Threads for mgam

  1. 17

    Thank you so much for this. Those were the days. When software aimed to the general crowds were making huge leaps in all fronts at insane speed. So much nostalgia, a couple of my favourite skins are featured at the top.

    The MP3 explosion in 98-99 was crazy. While online video got into our lives incrementally over the course of two decades, the introduction of mp3 was metheoric. In mater of months, almost anyone could download, store or even produce sound files just with their computer. Allo of this at a perfectly fine quality taking up 10 times less disk space than with previous formats.

    A couple of years after windows xp is released, polished with all the features the user wanted: an image viewer, the reference web browser at the time, a media player and an email client. What happened? Why did the industry stop giving the people what they want and need? Where, when and why did we lost track?

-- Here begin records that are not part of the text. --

use crate::domain::models::{
    DateRange, EntityRef, EntityType, EventStatus, RecurrenceConfig, TimeBlock, TimeEvent,
};
use crate::infrastructure::error::InfraError;
use crate::infrastructure::storage::run_blocking;
use async_trait::async_trait;
use chrono::{NaiveDate, NaiveDateTime};
use rusqlite::{params, Connection, OptionalExtension, Row};
use std::collections::{HashMap, HashSet};
use std::path::{Path, PathBuf};
use std::sync::Mutex;

const DATETIME_FORMAT: &str = "%Y-%m-%dT%H:%M:%S";
const DATE_FORMAT: &str = "%Y-%m-%d";
const SELECT_COLUMNS: &str = "id, entity_type, entity_id, title, description, starts_at, \
     duration_minutes, time_block, status, priority, is_all_day, recurrence";

/// Store of occurrence records owned by the surrounding application.
#[async_trait]
pub trait OccurrenceRepository: Send + Sync {
    /// Occurrence currently bound to an entity, earliest first when several exist.
    async fn get_entity_event(&self, entity: &EntityRef) -> Result<Option<TimeEvent>, InfraError>;
    async fn get_occurrence(&self, event_id: &str) -> Result<Option<TimeEvent>, InfraError>;
    async fn list_occurrences(&self, range: DateRange) -> Result<Vec<TimeEvent>, InfraError>;
    /// Occurrences whose start date is strictly before `date`.
    async fn list_before(&self, date: NaiveDate) -> Result<Vec<TimeEvent>, InfraError>;
    async fn write_occurrence(&self, event: &TimeEvent) -> Result<(), InfraError>;
    async fn delete_occurrence(&self, event_id: &str) -> Result<bool, InfraError>;
}

fn sort_events(events: &mut [TimeEvent]) {
    events.sort_by(|left, right| {
        left.starts_at
            .cmp(&right.starts_at)
            .then_with(|| left.id.cmp(&right.id))
    });
}

#[derive(Debug, Default)]
pub struct InMemoryOccurrenceRepository {
    events: Mutex<HashMap<String, TimeEvent>>,
    rejected_writes: Mutex<HashSet<String>>,
}

impl InMemoryOccurrenceRepository {
    pub fn with_events(events: impl IntoIterator<Item = TimeEvent>) -> Self {
        let repository = Self::default();
        if let Ok(mut stored) = repository.events.lock() {
            for event in events {
                stored.insert(event.id.clone(), event);
            }
        }
        repository
    }

    /// Makes every later write of `event_id` fail, as a rejecting backend would.
    pub fn reject_writes_for(&self, event_id: &str) -> Result<(), InfraError> {
        self.rejected_writes
            .lock()
            .map_err(|error| lock_error("rejected writes", error))?
            .insert(event_id.to_string());
        Ok(())
    }

    fn read<T>(&self, read: impl FnOnce(&HashMap<String, TimeEvent>) -> T) -> Result<T, InfraError> {
        let events = self
            .events
            .lock()
            .map_err(|error| lock_error("occurrence store", error))?;
        Ok(read(&events))
    }

    fn filtered(&self, keep: impl Fn(&TimeEvent) -> bool) -> Result<Vec<TimeEvent>, InfraError> {
        let mut events = self.read(|events| {
            events
                .values()
                .filter(|event| keep(event))
                .cloned()
                .collect::<Vec<_>>()
        })?;
        sort_events(&mut events);
        Ok(events)
    }
}

fn lock_error(name: &str, error: impl std::fmt::Display) -> InfraError {
    InfraError::Persistence(format!("{name} lock poisoned: {error}"))
}

#[async_trait]
impl OccurrenceRepository for InMemoryOccurrenceRepository {
    async fn get_entity_event(&self, entity: &EntityRef) -> Result<Option<TimeEvent>, InfraError> {
        Ok(self.filtered(|event| &event.entity == entity)?.into_iter().next())
    }

    async fn get_occurrence(&self, event_id: &str) -> Result<Option<TimeEvent>, InfraError> {
        self.read(|events| events.get(event_id.trim()).cloned())
    }

    async fn list_occurrences(&self, range: DateRange) -> Result<Vec<TimeEvent>, InfraError> {
        self.filtered(|event| range.contains(event.date()))
    }

    async fn list_before(&self, date: NaiveDate) -> Result<Vec<TimeEvent>, InfraError> {
        self.filtered(|event| event.date() < date)
    }

    async fn write_occurrence(&self, event: &TimeEvent) -> Result<(), InfraError> {
        let rejected = self
            .rejected_writes
            .lock()
            .map_err(|error| lock_error("rejected writes", error))?
            .contains(&event.id);
        if rejected {
            return Err(InfraError::Persistence(format!(
                "write rejected for occurrence {}",
                event.id
            )));
        }
        event.validate().map_err(InfraError::Persistence)?;

        let mut events = self
            .events
            .lock()
            .map_err(|error| lock_error("occurrence store", error))?;
        events.insert(event.id.clone(), event.clone());
        Ok(())
    }

    async fn delete_occurrence(&self, event_id: &str) -> Result<bool, InfraError> {
        let mut events = self
            .events
            .lock()
            .map_err(|error| lock_error("occurrence store", error))?;
        Ok(events.remove(event_id.trim()).is_some())
    }
}

#[derive(Debug, Clone)]
pub struct SqliteOccurrenceRepository {
    db_path: PathBuf,
}

impl SqliteOccurrenceRepository {
    pub fn new(db_path: impl AsRef<Path>) -> Self {
        Self {
            db_path: db_path.as_ref().to_path_buf(),
        }
    }
}

struct OccurrenceRow {
    id: String,
    entity_type: String,
    entity_id: String,
    title: String,
    description: Option<String>,
    starts_at: String,
    duration_minutes: i64,
    time_block: Option<String>,
    status: String,
    priority: Option<i64>,
    is_all_day: bool,
    recurrence: Option<String>,
}

impl OccurrenceRow {
    fn read(row: &Row<'_>) -> rusqlite::Result<Self> {
        Ok(Self {
            id: row.get(0)?,
            entity_type: row.get(1)?,
            entity_id: row.get(2)?,
            title: row.get(3)?,
            description: row.get(4)?,
            starts_at: row.get(5)?,
            duration_minutes: row.get(6)?,
            time_block: row.get(7)?,
            status: row.get(8)?,
            priority: row.get(9)?,
            is_all_day: row.get(10)?,
            recurrence: row.get(11)?,
        })
    }

    fn into_event(self) -> Result<TimeEvent, InfraError> {
        let corrupt =
            |field: &str, value: &str| InfraError::Persistence(format!("occurrence {}: invalid {field} '{value}'", self.id));

        let entity_type =
            EntityType::parse(&self.entity_type).ok_or_else(|| corrupt("entity_type", &self.entity_type))?;
        let starts_at = NaiveDateTime::parse_from_str(&self.starts_at, DATETIME_FORMAT)
            .map_err(|_| corrupt("starts_at", &self.starts_at))?;
        let duration_minutes = u32::try_from(self.duration_minutes)
            .map_err(|_| corrupt("duration_minutes", &self.duration_minutes.to_string()))?;
        let time_block = match self.time_block.as_deref() {
            Some(raw) => Some(TimeBlock::parse(raw).ok_or_else(|| corrupt("time_block", raw))?),
            None => None,
        };
        let status = EventStatus::parse(&self.status).ok_or_else(|| corrupt("status", &self.status))?;
        let priority = match self.priority {
            Some(raw) => Some(u8::try_from(raw).map_err(|_| corrupt("priority", &raw.to_string()))?),
            None => None,
        };
        let recurrence = match self.recurrence.as_deref() {
            Some(raw) => Some(serde_json::from_str::<RecurrenceConfig>(raw)?),
            None => None,
        };

        Ok(TimeEvent {
            id: self.id.clone(),
            entity: EntityRef::new(entity_type, self.entity_id.clone()),
            title: self.title.clone(),
            description: self.description.clone(),
            starts_at,
            duration_minutes,
            time_block,
            status,
            priority,
            is_all_day: self.is_all_day,
            recurrence,
        })
    }
}

fn query_events(
    connection: &Connection,
    clause: &str,
    params: impl rusqlite::Params,
) -> Result<Vec<TimeEvent>, InfraError> {
    let sql = format!("SELECT {SELECT_COLUMNS} FROM occurrences {clause} ORDER BY starts_at, id");
    let mut statement = connection.prepare(&sql)?;
    let rows = statement
        .query_map(params, OccurrenceRow::read)?
        .collect::<Result<Vec<_>, _>>()?;
    rows.into_iter().map(OccurrenceRow::into_event).collect()
}

fn format_date(date: NaiveDate) -> String {
    date.format(DATE_FORMAT).to_string()
}

#[async_trait]
impl OccurrenceRepository for SqliteOccurrenceRepository {
    async fn get_entity_event(&self, entity: &EntityRef) -> Result<Option<TimeEvent>, InfraError> {
        let entity = entity.clone();
        run_blocking(&self.db_path, move |connection| {
            let events = query_events(
                connection,
                "WHERE entity_type = ?1 AND entity_id = ?2",
                params![entity.entity_type.as_str(), entity.entity_id],
            )?;
            Ok(events.into_iter().next())
        })
        .await
    }

    async fn get_occurrence(&self, event_id: &str) -> Result<Option<TimeEvent>, InfraError> {
        let event_id = event_id.trim().to_string();
        run_blocking(&self.db_path, move |connection| {
            let row = connection
                .query_row(
                    &format!("SELECT {SELECT_COLUMNS} FROM occurrences WHERE id = ?1"),
                    params![event_id],
                    OccurrenceRow::read,
                )
                .optional()?;
            row.map(OccurrenceRow::into_event).transpose()
        })
        .await
    }

    async fn list_occurrences(&self, range: DateRange) -> Result<Vec<TimeEvent>, InfraError> {
        run_blocking(&self.db_path, move |connection| {
            query_events(
                connection,
                "WHERE start_date BETWEEN ?1 AND ?2",
                params![format_date(range.start), format_date(range.end)],
            )
        })
        .await
    }

    async fn list_before(&self, date: NaiveDate) -> Result<Vec<TimeEvent>, InfraError> {
        run_blocking(&self.db_path, move |connection| {
            query_events(connection, "WHERE start_date < ?1", params![format_date(date)])
        })
        .await
    }

    async fn write_occurrence(&self, event: &TimeEvent) -> Result<(), InfraError> {
        event.validate().map_err(InfraError::Persistence)?;
        let event = event.clone();
        let recurrence = event
            .recurrence
            .as_ref()
            .map(serde_json::to_string)
            .transpose()?;
        run_blocking(&self.db_path, move |connection| {
            connection.execute(
                "INSERT INTO occurrences (
                   id, entity_type, entity_id, title, description, starts_at, start_date,
                   duration_minutes, time_block, status, priority, is_all_day, recurrence
                 )
                 VALUES (?1, ?2, ?3, ?4, ?5, ?6, ?7, ?8, ?9, ?10, ?11, ?12, ?13)
                 ON CONFLICT(id) DO UPDATE SET
                   entity_type = excluded.entity_type,
                   entity_id = excluded.entity_id,
                   title = excluded.title,
                   description = excluded.description,
                   starts_at = excluded.starts_at,
                   start_date = excluded.start_date,
                   duration_minutes = excluded.duration_minutes,
                   time_block = excluded.time_block,
                   status = excluded.status,
                   priority = excluded.priority,
                   is_all_day = excluded.is_all_day,
                   recurrence = excluded.recurrence",
                params![
                    event.id,
                    event.entity.entity_type.as_str(),
                    event.entity.entity_id,
                    event.title,
                    event.description,
                    event.starts_at.format(DATETIME_FORMAT).to_string(),
                    format_date(event.date()),
                    event.duration_minutes,
                    event.time_block.map(TimeBlock::as_str),
                    event.status.as_str(),
                    event.priority,
                    event.is_all_day,
                    recurrence,
                ],
            )?;
            Ok(())
        })
        .await
    }

    async fn delete_occurrence(&self, event_id: &str) -> Result<bool, InfraError> {
        let event_id = event_id.trim().to_string();
        run_blocking(&self.db_path, move |connection| {
            let removed = connection.execute("DELETE FROM occurrences WHERE id = ?1", params![event_id])?;
            Ok(removed > 0)
        })
        .await
    }
}
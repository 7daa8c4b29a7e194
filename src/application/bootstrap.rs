use crate::application::planner::PlannerService;
use crate::infrastructure::config::{
    ensure_default_configs, load_configs, load_planner_config, read_log_level, PlannerConfig,
};
use crate::infrastructure::error::InfraError;
use crate::infrastructure::logging::init_tracing;
use crate::infrastructure::occurrence_repository::SqliteOccurrenceRepository;
use crate::infrastructure::quota_repository::SqliteQuotaRepository;
use crate::infrastructure::storage::initialize_database;
use std::fs;
use std::path::{Path, PathBuf};
use std::sync::Arc;
use tracing::info;

const DATABASE_FILE: &str = "planner.sqlite";

pub type SqlitePlanner = PlannerService<SqliteOccurrenceRepository, SqliteQuotaRepository>;

#[derive(Debug)]
pub struct BootstrapResult {
    pub workspace_root: PathBuf,
    pub config_dir: PathBuf,
    pub database_path: PathBuf,
}

/// Lays out `config/` and `state/` under `workspace_root`, writes default
/// config files that are missing and applies the database schema.
pub fn bootstrap_workspace(workspace_root: &Path) -> Result<BootstrapResult, InfraError> {
    let config_dir = workspace_root.join("config");
    let state_dir = workspace_root.join("state");
    let database_path = state_dir.join(DATABASE_FILE);

    fs::create_dir_all(&config_dir)?;
    fs::create_dir_all(&state_dir)?;

    ensure_default_configs(&config_dir)?;
    let _ = load_configs(&config_dir)?;
    initialize_database(&database_path)?;

    Ok(BootstrapResult {
        workspace_root: workspace_root.to_path_buf(),
        config_dir,
        database_path,
    })
}

/// Bootstraps the workspace, installs logging at the configured level and
/// returns a planner backed by the workspace database.
pub fn open_planner(workspace_root: &Path) -> Result<SqlitePlanner, InfraError> {
    let bootstrap = bootstrap_workspace(workspace_root)?;
    init_tracing(&read_log_level(&bootstrap.config_dir)?)?;
    let config = load_planner_config(&bootstrap.config_dir)?;
    info!(
        workspace = %bootstrap.workspace_root.display(),
        database = %bootstrap.database_path.display(),
        "planner workspace ready"
    );
    Ok(sqlite_planner(&bootstrap.database_path, config))
}

pub fn sqlite_planner(database_path: &Path, config: PlannerConfig) -> SqlitePlanner {
    let occurrences = Arc::new(SqliteOccurrenceRepository::new(database_path));
    let quotas = Arc::new(SqliteQuotaRepository::new(
        database_path,
        config.daily_quota_minutes,
    ));
    PlannerService::new(occurrences, quotas, config)
}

    Winamp is still to this day my favourite piece of software. Fast, light, pragmatic, feature rich, resource efficient, configurable. It really whips the llama’s ass!

    1. 1

      It really was fantastic! How would one go about making winamp-inspired software today I wonder… What UI library or toolkit (if any) makes it possible (if not easy) to make such fun, lightweight, powerful interfaces? The playfulness is sorely missed in todays desktop software.

      1. 1

        I think this kind of creative play is still possible in web development if you’re willing to eschew all the performance-optimizing complexity, deep state graph management, and avoidance of “ugly” hacks like table layouts and single-browser CSS that big FE frameworks + UI toolkits bring with them. Just throw down some markup and styling and bang on some JS until it all hangs together. (Odds are even without strict adherence to web standards your random demo will still work in mainstream browsers 5-10 years hence, which is more than you can say for most desktop app “skins”.)

        Beyond that, some experiments with one of the WebGL+Canvas-targeting immediate-mode UI toolkits popular around these parts and /r/rust might be just the thing the get the creativity flowing if you want an even more open sandbox. :)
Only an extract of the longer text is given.